Esteves, I., Lopes-Aquiar, C., Rossignoli, M., Ruggiero, R., Broggini, A., Bueno-Junior, L., et al. (2017). Chronic nicotine attenuates behavioral and synaptic plasticity impairments in a streptozotocin model of Alzheimer's disease. Neuroscience. doi:10.1016/j.neuroscience.2017.04.011.

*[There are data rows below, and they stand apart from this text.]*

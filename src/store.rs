//! Undelivered-SDU store for AM DRBs.
//!
//! Maps each transmitted SDU's TX COUNT to an owned copy of the plaintext,
//! ordered by key. The store feeds the status report (first missing SN and
//! bitmap) and the reestablishment replay, and shrinks on delivery
//! notifications, status-report ACKs and discard-timer expiry.

use std::collections::BTreeMap;

use bytes::Bytes;

use crate::config::SnLen;
use crate::error::PdcpError;
use crate::types::{Count, SequenceNumber};

/// Ordered store of not-yet-acknowledged SDUs, keyed by TX COUNT.
#[derive(Debug, Default)]
pub struct UndeliveredStore {
    entries: BTreeMap<Count, Bytes>,
}

impl UndeliveredStore {
    pub fn new() -> Self {
        Self::default()
    }

    /// Inserts an SDU copy under its TX COUNT.
    ///
    /// # Errors
    /// - [`PdcpError::DuplicateStoreEntry`] - an SDU is already stored for
    ///   this COUNT. The caller treats this as an upstream bug; the stored
    ///   SDU is left untouched.
    pub fn insert(&mut self, tx_count: Count, sdu: Bytes) -> Result<(), PdcpError> {
        if self.entries.contains_key(&tx_count) {
            return Err(PdcpError::DuplicateStoreEntry(tx_count));
        }
        self.entries.insert(tx_count, sdu);
        Ok(())
    }

    /// Removes the entry stored under `tx_count`.
    pub fn remove(&mut self, tx_count: Count) -> Option<Bytes> {
        self.entries.remove(&tx_count)
    }

    /// Removes the oldest entry whose COUNT carries the given SN.
    ///
    /// Delivery notifications and status-report ACKs identify SDUs by SN
    /// only; the COUNT is resolved against the stored keys.
    pub fn remove_by_sn(&mut self, sn: SequenceNumber, sn_len: SnLen) -> Option<(Count, Bytes)> {
        let key = self
            .entries
            .keys()
            .find(|count| count.sn(sn_len.bits()) == sn)
            .copied()?;
        let sdu = self.entries.remove(&key)?;
        Some((key, sdu))
    }

    /// Removes every entry whose SN part is below `fms` and returns the
    /// removed COUNTs so the caller can cancel their discard timers.
    pub fn remove_sn_below(&mut self, fms: SequenceNumber, sn_len: SnLen) -> Vec<Count> {
        let bits = sn_len.bits();
        let removed: Vec<Count> = self
            .entries
            .keys()
            .filter(|count| count.sn(bits) < fms)
            .copied()
            .collect();
        for count in &removed {
            self.entries.remove(count);
        }
        removed
    }

    /// First Missing SN: the SN part of the smallest stored key, or
    /// `next_tx_sn` if nothing is outstanding.
    pub fn fms(&self, sn_len: SnLen, next_tx_sn: u32) -> SequenceNumber {
        match self.entries.keys().next() {
            Some(count) => count.sn(sn_len.bits()),
            None => SequenceNumber::new(next_tx_sn),
        }
    }

    /// SN parts of all stored keys, in COUNT order.
    pub fn stored_sns(&self, sn_len: SnLen) -> Vec<u32> {
        let bits = sn_len.bits();
        self.entries.keys().map(|count| count.sn(bits).value()).collect()
    }

    /// Moves the whole store out, leaving it empty. Used by the
    /// reestablishment replay.
    pub fn take_all(&mut self) -> BTreeMap<Count, Bytes> {
        std::mem::take(&mut self.entries)
    }

    /// Copy of the store, for `get_buffered_pdus` at handover.
    pub fn snapshot(&self) -> BTreeMap<Count, Bytes> {
        self.entries.clone()
    }

    pub fn contains(&self, tx_count: Count) -> bool {
        self.entries.contains_key(&tx_count)
    }

    pub fn len(&self) -> usize {
        self.entries.len()
    }

    pub fn is_empty(&self) -> bool {
        self.entries.is_empty()
    }

    pub fn clear(&mut self) {
        self.entries.clear();
    }
}
//! Per-bearer PDCP configuration.
//!
//! A [`PdcpConfig`] is fixed for the lifetime of an entity. Header length
//! and maximum SN are derived from the SN width; validity of the
//! bearer/SN-length combination depends on the RLC mode the bearer is
//! mapped to and is checked at entity construction.

use std::time::Duration;

use serde::{Deserialize, Serialize};

use crate::constants::{DRB_REORDERING_WINDOW, SRB_REORDERING_WINDOW};
use crate::error::ConfigError;

/// Radio bearer kind served by a PDCP entity.
#[derive(Debug, Clone, Copy, PartialEq, Eq, Serialize, Deserialize)]
pub enum BearerKind {
    /// Signalling radio bearer; SDUs come from and go to RRC.
    Srb,
    /// Data radio bearer; SDUs come from and go to the IP gateway.
    Drb,
}

/// PDCP SN width carried on the wire.
#[derive(Debug, Clone, Copy, PartialEq, Eq, Serialize, Deserialize)]
pub enum SnLen {
    Len5,
    Len7,
    Len12,
    Len18,
}

impl SnLen {
    /// SN width in bits.
    #[inline]
    pub const fn bits(self) -> u8 {
        match self {
            SnLen::Len5 => 5,
            SnLen::Len7 => 7,
            SnLen::Len12 => 12,
            SnLen::Len18 => 18,
        }
    }

    /// Data-PDU header length in bytes for this SN width.
    #[inline]
    pub const fn header_len(self) -> usize {
        match self {
            SnLen::Len5 | SnLen::Len7 => 1,
            SnLen::Len12 => 2,
            SnLen::Len18 => 3,
        }
    }

    /// Largest representable SN, `2^bits - 1`.
    #[inline]
    pub const fn max_sn(self) -> u32 {
        (1u32 << self.bits()) - 1
    }
}

/// Discard timer configuration for transmitted SDUs.
#[derive(Debug, Clone, Copy, PartialEq, Eq, Serialize, Deserialize)]
pub enum DiscardTimer {
    /// SDUs are retained until acknowledged; no timer is armed.
    Infinity,
    /// SDUs not confirmed within this duration are discarded.
    After(Duration),
}

/// Immutable configuration of one PDCP entity.
#[derive(Debug, Clone, PartialEq, Eq, Serialize, Deserialize)]
pub struct PdcpConfig {
    pub bearer: BearerKind,
    pub sn_len: SnLen,
    pub discard_timer: DiscardTimer,
    /// Whether a status report is sent on reestablishment (AM DRBs).
    pub status_report_required: bool,
}

impl PdcpConfig {
    /// Configuration of an SRB: 5-bit SNs, no discard timer, no reports.
    pub fn srb() -> Self {
        PdcpConfig {
            bearer: BearerKind::Srb,
            sn_len: SnLen::Len5,
            discard_timer: DiscardTimer::Infinity,
            status_report_required: false,
        }
    }

    /// Configuration of a DRB with the given SN width.
    pub fn drb(sn_len: SnLen) -> Self {
        PdcpConfig {
            bearer: BearerKind::Drb,
            sn_len,
            discard_timer: DiscardTimer::Infinity,
            status_report_required: false,
        }
    }

    #[inline]
    pub fn is_srb(&self) -> bool {
        self.bearer == BearerKind::Srb
    }

    #[inline]
    pub fn is_drb(&self) -> bool {
        self.bearer == BearerKind::Drb
    }

    /// Data-PDU header length in bytes.
    #[inline]
    pub fn header_len(&self) -> usize {
        self.sn_len.header_len()
    }

    /// Reordering window for this bearer kind.
    #[inline]
    pub fn reordering_window(&self) -> u32 {
        if self.is_srb() {
            SRB_REORDERING_WINDOW
        } else {
            DRB_REORDERING_WINDOW
        }
    }

    /// Checks the bearer/SN-length combination against the RLC mode.
    ///
    /// Valid combinations (TS 36.323): SRB with 5-bit SNs; UM DRBs with 7-
    /// or 12-bit SNs; AM DRBs with 12- or 18-bit SNs.
    ///
    /// # Errors
    /// - [`ConfigError`] naming the offending combination.
    pub fn check_valid_config(&self, rb_is_um: bool) -> Result<(), ConfigError> {
        let sn_bits = self.sn_len.bits();
        match (self.bearer, rb_is_um) {
            (BearerKind::Srb, _) => {
                if self.sn_len != SnLen::Len5 {
                    return Err(ConfigError::SrbSnLength { sn_bits });
                }
            }
            (BearerKind::Drb, true) => {
                if self.sn_len != SnLen::Len7 && self.sn_len != SnLen::Len12 {
                    return Err(ConfigError::UmDrbSnLength { sn_bits });
                }
            }
            (BearerKind::Drb, false) => {
                if self.sn_len != SnLen::Len12 && self.sn_len != SnLen::Len18 {
                    return Err(ConfigError::AmDrbSnLength { sn_bits });
                }
            }
        }
        Ok(())
    }
}

#[cfg(test)]
mod tests {
    use super::*;

    #[test]
    fn sn_len_derivations() {
        assert_eq!(SnLen::Len5.header_len(), 1);
        assert_eq!(SnLen::Len7.header_len(), 1);
        assert_eq!(SnLen::Len12.header_len(), 2);
        assert_eq!(SnLen::Len18.header_len(), 3);

        assert_eq!(SnLen::Len5.max_sn(), 31);
        assert_eq!(SnLen::Len7.max_sn(), 127);
        assert_eq!(SnLen::Len12.max_sn(), 4095);
        assert_eq!(SnLen::Len18.max_sn(), 262_143);
    }

    #[test]
    fn srb_accepts_only_5_bit_sn() {
        assert!(PdcpConfig::srb().check_valid_config(false).is_ok());

        let mut cfg = PdcpConfig::srb();
        cfg.sn_len = SnLen::Len12;
        assert_eq!(
            cfg.check_valid_config(false),
            Err(ConfigError::SrbSnLength { sn_bits: 12 })
        );
    }

    #[test]
    fn um_drb_accepts_7_and_12_bit_sn() {
        assert!(PdcpConfig::drb(SnLen::Len7).check_valid_config(true).is_ok());
        assert!(PdcpConfig::drb(SnLen::Len12).check_valid_config(true).is_ok());
        assert_eq!(
            PdcpConfig::drb(SnLen::Len18).check_valid_config(true),
            Err(ConfigError::UmDrbSnLength { sn_bits: 18 })
        );
    }

    #[test]
    fn am_drb_accepts_12_and_18_bit_sn() {
        assert!(PdcpConfig::drb(SnLen::Len12).check_valid_config(false).is_ok());
        assert!(PdcpConfig::drb(SnLen::Len18).check_valid_config(false).is_ok());
        assert_eq!(
            PdcpConfig::drb(SnLen::Len7).check_valid_config(false),
            Err(ConfigError::AmDrbSnLength { sn_bits: 7 })
        );
        assert_eq!(
            PdcpConfig::drb(SnLen::Len5).check_valid_config(false),
            Err(ConfigError::AmDrbSnLength { sn_bits: 5 })
        );
    }

    #[test]
    fn reordering_window_by_bearer_kind() {
        assert_eq!(PdcpConfig::srb().reordering_window(), 0);
        assert_eq!(PdcpConfig::drb(SnLen::Len12).reordering_window(), 2048);
    }
}
/// PDCP entity for one LTE radio bearer (TS 36.323).
pub struct PdcpEntity {
    lcid: Lcid,
    cfg: PdcpConfig,
    active: bool,
    st: PdcpState,
    mode: BearerMode,
    security: SecurityGate,
    rlc: Box<dyn RlcInterface>,
    upper: Box<dyn UpperSink>,
    pool: Box<dyn BufferPool>,
    clock: Arc<dyn Clock>,
}

impl std::fmt::Debug for PdcpEntity {
    fn fmt(&self, f: &mut std::fmt::Formatter<'_>) -> std::fmt::Result {
        f.debug_struct("PdcpEntity")
            .field("lcid", &self.lcid)
            .field("cfg", &self.cfg)
            .field("active", &self.active)
            .field("st", &self.st)
            .field("mode", &self.mode)
            .finish_non_exhaustive()
    }
}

Cite as: https://hdl.handle.net/11858/00-001M-0000-002E-7FAE-0
Abstract
Brain glucose metabolism is altered in sporadic Alzheimer's disease (sAD), whose pathologies are reproduced in rodents by intracerebroventricular (icv) infusion of streptozotocin (STZ) in subdiabetogenic doses. The icv-STZ model also culminates in central cholinergic dysfunctions, which in turn are known to underlie both the sAD cognitive decline, and synaptic plasticity impairments. Considering the cognitive-enhancing potential of chronic nicotine (Nic), we investigated whether it attenuates icv-STZ-induced impairments in recognition memory and synaptic plasticity in a cognition-relevant substrate: the hippocampal CA1-medial prefrontal cortex (mPFC) pathway. Rats treated with icv-STZ were submitted to a chronic Nic regime, and were evaluated for recognition memory. We then examined long-term potentiation (LTP), paired-pulse facilitation (PPF) under urethane anesthesia, and brains were also evaluated for hippocampus-mPFC cell density. We found that Nic treatment prevents icv-STZ-induced disruptions in recognition memory and LTP. STZ did not precipitate neuronal death, while Nic alone was associated with higher neuronal density in CA1 when compared to vehicle-injected animals. Through combining behavioral, neurophysiological, and neuropathological observations into the Nic-STZ interplay, our study reinforces that cholinergic treatments are of clinical importance against early-stage Alzheimer's disease and mild cognitive impairments.